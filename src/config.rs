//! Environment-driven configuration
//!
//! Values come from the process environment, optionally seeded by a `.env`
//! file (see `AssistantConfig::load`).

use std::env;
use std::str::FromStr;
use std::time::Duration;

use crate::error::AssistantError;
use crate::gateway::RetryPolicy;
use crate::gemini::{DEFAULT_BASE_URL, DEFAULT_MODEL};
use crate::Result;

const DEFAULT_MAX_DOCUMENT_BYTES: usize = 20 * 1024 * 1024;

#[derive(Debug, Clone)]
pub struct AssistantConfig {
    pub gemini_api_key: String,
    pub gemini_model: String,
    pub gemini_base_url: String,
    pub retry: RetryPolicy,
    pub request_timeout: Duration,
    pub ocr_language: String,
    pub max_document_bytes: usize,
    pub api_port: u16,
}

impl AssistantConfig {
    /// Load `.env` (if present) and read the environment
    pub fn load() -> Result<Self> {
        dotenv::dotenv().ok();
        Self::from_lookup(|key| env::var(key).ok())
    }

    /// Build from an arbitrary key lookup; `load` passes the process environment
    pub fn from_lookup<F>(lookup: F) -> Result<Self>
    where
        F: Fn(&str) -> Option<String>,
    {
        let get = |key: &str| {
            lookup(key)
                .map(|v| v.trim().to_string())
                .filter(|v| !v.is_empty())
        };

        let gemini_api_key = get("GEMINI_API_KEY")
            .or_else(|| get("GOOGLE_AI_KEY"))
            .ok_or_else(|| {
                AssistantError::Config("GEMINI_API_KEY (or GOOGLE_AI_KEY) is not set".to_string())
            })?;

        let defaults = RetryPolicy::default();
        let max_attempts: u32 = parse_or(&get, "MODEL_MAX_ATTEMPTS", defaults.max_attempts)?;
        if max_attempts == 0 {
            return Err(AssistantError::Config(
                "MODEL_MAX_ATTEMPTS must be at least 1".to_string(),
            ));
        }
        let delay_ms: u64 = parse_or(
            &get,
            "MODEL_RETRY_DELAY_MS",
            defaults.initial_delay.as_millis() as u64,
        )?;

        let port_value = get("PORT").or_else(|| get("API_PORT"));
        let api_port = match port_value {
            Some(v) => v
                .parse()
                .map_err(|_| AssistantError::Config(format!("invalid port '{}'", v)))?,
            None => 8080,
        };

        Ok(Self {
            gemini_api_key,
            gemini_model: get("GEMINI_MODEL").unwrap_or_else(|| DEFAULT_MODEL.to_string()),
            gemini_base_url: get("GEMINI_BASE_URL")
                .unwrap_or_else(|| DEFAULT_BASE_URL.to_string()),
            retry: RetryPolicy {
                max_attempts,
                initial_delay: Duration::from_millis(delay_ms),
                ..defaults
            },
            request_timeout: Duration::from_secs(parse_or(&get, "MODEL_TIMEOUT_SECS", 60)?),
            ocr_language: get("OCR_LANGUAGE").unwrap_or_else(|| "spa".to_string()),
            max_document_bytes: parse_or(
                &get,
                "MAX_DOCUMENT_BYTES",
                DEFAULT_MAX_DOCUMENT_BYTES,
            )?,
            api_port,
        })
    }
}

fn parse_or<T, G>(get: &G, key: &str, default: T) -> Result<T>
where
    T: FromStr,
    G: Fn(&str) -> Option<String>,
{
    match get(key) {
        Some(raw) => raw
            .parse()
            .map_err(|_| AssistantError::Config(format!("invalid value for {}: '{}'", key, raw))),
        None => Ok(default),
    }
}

...

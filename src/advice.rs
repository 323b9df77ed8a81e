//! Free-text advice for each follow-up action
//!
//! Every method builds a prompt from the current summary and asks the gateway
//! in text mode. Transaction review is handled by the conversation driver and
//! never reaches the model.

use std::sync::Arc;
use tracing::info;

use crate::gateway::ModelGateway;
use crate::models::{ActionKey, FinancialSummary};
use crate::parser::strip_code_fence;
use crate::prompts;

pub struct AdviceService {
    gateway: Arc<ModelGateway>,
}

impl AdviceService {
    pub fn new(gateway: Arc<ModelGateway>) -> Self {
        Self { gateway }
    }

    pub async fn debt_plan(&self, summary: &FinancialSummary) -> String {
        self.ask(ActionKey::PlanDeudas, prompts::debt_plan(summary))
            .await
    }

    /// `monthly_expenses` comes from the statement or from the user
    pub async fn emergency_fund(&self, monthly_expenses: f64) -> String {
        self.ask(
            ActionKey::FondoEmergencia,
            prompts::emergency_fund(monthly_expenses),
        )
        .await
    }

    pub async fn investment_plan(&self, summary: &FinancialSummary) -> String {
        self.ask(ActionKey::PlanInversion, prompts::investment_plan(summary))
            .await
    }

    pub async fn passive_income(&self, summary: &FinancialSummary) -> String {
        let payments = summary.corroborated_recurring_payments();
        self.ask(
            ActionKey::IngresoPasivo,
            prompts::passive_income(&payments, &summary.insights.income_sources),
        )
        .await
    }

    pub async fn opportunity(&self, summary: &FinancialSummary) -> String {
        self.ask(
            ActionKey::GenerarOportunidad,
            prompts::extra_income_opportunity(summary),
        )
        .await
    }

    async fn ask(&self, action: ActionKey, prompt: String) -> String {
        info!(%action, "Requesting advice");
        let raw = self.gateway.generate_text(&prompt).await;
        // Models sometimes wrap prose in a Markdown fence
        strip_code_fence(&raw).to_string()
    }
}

▸ **Task**
Where does the word "Duration" appear in the listing? List each line that holds it.

▸ **Exercise answer**
use std::time::Duration;
    pub request_timeout: Duration,
                initial_delay: Duration::from_millis(delay_ms),
            request_timeout: Duration::from_secs(parse_or(&get, "MODEL_TIMEOUT_SECS", 60)?),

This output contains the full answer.